■ **Task goal**
Return, exactly as written, every line from the first line of the data below through the line that contains "paths and topics".

■ **Record excerpts**
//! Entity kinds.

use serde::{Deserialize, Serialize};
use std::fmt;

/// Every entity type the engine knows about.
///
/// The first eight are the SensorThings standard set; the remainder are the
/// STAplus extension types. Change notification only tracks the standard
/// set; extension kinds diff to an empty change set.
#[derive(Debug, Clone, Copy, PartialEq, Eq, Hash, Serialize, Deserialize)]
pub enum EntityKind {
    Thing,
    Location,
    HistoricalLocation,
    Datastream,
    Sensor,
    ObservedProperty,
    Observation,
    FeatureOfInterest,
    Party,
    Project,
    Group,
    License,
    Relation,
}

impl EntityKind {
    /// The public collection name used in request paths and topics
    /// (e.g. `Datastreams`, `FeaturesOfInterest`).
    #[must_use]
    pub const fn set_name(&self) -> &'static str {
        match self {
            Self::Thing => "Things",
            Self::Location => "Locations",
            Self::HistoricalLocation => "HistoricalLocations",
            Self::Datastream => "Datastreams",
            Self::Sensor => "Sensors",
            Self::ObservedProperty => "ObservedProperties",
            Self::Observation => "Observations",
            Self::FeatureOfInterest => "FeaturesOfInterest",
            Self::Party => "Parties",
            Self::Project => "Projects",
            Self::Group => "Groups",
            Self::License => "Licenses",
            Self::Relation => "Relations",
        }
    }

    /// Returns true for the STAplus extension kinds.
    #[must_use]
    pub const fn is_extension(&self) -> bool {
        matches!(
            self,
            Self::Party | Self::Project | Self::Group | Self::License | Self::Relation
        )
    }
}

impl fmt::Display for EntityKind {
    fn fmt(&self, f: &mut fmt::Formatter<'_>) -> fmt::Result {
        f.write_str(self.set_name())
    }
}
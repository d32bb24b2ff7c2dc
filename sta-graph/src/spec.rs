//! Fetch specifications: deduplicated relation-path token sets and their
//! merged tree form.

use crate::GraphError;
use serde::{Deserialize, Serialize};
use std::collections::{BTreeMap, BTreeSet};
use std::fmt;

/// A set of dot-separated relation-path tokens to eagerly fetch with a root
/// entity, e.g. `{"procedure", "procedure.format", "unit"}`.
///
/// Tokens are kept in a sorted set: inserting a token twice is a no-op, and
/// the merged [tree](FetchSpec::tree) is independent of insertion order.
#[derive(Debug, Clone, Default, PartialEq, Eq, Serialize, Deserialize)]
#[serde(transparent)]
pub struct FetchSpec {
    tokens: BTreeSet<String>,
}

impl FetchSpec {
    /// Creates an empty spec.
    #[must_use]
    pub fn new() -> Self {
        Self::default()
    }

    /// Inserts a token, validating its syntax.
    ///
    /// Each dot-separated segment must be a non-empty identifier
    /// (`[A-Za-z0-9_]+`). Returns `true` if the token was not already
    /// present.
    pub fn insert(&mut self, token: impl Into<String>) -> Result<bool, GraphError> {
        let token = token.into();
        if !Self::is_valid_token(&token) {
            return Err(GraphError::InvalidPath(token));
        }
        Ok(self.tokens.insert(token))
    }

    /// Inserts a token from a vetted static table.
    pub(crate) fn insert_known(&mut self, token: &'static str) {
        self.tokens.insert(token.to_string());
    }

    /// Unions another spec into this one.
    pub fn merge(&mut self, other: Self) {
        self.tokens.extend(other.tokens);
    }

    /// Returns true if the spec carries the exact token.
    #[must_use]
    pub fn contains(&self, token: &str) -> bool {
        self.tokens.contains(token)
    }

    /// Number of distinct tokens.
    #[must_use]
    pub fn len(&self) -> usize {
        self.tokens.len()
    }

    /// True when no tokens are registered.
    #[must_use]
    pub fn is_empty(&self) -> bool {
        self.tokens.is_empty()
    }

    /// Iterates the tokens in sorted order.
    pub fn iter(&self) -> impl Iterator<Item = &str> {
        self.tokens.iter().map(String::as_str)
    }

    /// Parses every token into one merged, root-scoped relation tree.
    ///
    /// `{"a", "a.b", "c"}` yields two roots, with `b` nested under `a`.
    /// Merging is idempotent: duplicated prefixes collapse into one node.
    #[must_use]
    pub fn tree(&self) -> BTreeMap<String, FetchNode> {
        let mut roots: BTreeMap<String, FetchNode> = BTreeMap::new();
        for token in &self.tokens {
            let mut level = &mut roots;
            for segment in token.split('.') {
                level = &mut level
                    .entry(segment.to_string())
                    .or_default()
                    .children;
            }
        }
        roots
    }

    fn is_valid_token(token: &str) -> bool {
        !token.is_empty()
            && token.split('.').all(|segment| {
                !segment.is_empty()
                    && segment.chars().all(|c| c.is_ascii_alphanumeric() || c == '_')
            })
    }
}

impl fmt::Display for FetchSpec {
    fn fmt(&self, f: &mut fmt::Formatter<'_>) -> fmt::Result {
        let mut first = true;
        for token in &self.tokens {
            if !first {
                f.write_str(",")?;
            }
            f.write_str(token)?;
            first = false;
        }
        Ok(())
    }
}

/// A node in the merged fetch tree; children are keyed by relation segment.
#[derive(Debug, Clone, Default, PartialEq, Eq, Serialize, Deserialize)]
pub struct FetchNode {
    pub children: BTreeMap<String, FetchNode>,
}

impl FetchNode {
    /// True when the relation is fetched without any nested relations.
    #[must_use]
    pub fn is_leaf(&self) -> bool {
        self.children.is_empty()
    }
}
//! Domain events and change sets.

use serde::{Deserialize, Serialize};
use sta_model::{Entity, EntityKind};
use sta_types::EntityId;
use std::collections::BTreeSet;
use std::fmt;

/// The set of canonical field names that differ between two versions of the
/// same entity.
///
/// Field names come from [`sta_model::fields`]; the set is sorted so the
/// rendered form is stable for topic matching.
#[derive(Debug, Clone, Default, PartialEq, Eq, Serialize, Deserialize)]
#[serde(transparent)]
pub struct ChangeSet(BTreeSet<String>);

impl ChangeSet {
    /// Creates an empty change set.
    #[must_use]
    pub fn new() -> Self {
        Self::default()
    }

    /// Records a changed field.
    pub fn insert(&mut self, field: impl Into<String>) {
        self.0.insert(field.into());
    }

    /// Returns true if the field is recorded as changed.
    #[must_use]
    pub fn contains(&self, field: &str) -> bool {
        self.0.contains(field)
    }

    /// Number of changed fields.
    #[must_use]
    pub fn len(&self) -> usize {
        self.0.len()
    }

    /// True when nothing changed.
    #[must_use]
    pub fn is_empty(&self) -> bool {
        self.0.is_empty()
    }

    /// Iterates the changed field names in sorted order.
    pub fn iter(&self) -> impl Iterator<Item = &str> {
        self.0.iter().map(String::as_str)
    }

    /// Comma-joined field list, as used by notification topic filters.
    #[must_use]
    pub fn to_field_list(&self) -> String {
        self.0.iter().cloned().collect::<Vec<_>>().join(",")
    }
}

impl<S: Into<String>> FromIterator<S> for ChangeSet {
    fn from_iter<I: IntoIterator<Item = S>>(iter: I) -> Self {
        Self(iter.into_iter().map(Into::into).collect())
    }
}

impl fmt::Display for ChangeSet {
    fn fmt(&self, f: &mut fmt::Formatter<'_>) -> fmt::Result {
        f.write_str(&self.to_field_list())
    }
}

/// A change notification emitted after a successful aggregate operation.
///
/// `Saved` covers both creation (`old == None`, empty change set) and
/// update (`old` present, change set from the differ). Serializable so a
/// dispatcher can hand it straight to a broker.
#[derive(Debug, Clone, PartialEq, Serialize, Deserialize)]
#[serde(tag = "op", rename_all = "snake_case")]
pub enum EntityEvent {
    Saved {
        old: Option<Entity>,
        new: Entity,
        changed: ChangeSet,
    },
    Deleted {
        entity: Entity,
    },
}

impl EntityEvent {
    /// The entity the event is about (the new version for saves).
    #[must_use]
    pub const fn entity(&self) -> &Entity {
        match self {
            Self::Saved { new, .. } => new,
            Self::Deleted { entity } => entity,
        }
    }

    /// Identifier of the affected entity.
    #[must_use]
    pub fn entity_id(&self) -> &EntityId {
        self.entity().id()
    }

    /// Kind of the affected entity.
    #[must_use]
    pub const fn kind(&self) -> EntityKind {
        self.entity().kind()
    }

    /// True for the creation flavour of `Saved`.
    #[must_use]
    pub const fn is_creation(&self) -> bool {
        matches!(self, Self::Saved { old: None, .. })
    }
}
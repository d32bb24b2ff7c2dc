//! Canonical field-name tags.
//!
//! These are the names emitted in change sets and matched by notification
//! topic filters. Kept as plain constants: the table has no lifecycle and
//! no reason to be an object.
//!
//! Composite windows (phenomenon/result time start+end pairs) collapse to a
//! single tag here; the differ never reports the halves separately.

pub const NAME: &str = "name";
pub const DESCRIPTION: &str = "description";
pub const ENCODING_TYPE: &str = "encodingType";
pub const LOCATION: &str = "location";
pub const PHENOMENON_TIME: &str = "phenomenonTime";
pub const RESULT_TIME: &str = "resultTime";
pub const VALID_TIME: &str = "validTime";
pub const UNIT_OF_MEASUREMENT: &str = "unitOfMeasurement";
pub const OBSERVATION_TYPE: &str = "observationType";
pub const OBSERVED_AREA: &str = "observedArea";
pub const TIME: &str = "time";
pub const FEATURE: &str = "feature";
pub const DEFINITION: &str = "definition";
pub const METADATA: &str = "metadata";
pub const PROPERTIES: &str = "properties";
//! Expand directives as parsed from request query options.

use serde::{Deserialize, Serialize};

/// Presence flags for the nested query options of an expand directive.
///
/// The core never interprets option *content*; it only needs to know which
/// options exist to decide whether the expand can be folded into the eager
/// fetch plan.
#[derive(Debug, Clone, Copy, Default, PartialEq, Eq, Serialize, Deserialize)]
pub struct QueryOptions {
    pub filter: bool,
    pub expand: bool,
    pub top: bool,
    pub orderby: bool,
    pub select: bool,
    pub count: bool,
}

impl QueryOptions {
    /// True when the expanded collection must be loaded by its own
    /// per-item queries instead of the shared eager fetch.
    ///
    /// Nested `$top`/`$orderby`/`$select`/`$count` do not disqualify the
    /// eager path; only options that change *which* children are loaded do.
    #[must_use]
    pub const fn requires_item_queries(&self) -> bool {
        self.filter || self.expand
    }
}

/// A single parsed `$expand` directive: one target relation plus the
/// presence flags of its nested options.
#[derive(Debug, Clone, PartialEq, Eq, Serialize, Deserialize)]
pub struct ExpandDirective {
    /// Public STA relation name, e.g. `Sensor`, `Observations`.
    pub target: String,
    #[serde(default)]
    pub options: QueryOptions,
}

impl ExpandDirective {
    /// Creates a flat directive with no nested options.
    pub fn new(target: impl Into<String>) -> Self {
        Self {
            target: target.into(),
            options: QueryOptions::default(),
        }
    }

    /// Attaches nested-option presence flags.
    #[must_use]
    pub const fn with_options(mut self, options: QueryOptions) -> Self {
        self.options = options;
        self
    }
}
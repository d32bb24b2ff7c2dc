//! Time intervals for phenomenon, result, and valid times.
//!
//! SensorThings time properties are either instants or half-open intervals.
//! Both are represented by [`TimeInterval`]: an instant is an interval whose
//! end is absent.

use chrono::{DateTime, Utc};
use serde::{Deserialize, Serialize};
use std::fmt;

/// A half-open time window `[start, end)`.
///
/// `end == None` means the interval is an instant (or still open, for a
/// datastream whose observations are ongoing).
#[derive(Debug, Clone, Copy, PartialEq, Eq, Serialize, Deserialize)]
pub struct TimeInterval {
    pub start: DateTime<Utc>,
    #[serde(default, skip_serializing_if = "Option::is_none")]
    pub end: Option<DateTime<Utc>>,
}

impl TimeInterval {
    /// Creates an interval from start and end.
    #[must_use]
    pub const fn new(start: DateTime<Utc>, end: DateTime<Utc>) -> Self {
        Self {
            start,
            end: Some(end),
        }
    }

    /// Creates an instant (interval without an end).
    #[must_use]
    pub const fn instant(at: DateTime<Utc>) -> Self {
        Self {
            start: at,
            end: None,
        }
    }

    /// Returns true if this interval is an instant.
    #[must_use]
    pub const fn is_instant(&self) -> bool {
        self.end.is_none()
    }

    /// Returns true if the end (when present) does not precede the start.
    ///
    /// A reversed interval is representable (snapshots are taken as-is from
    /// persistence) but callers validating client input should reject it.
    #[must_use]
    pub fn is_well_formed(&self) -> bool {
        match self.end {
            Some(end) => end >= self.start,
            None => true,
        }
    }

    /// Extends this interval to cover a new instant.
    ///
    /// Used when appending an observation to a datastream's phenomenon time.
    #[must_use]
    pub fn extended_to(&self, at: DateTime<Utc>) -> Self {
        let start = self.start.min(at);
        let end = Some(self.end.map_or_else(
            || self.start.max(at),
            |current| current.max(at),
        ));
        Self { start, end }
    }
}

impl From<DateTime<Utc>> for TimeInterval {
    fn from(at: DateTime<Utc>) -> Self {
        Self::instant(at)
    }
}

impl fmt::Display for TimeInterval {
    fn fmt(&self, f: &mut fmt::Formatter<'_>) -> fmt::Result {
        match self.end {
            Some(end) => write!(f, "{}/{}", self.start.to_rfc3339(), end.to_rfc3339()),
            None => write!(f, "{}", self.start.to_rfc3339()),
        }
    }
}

■ **Exercise result**
//! Entity kinds.

use serde::{Deserialize, Serialize};
use std::fmt;

/// Every entity type the engine knows about.
///
/// The first eight are the SensorThings standard set; the remainder are the
/// STAplus extension types. Change notification only tracks the standard
/// set; extension kinds diff to an empty change set.
#[derive(Debug, Clone, Copy, PartialEq, Eq, Hash, Serialize, Deserialize)]
pub enum EntityKind {
    Thing,
    Location,
    HistoricalLocation,
    Datastream,
    Sensor,
    ObservedProperty,
    Observation,
    FeatureOfInterest,
    Party,
    Project,
    Group,
    License,
    Relation,
}

impl EntityKind {
    /// The public collection name used in request paths and topics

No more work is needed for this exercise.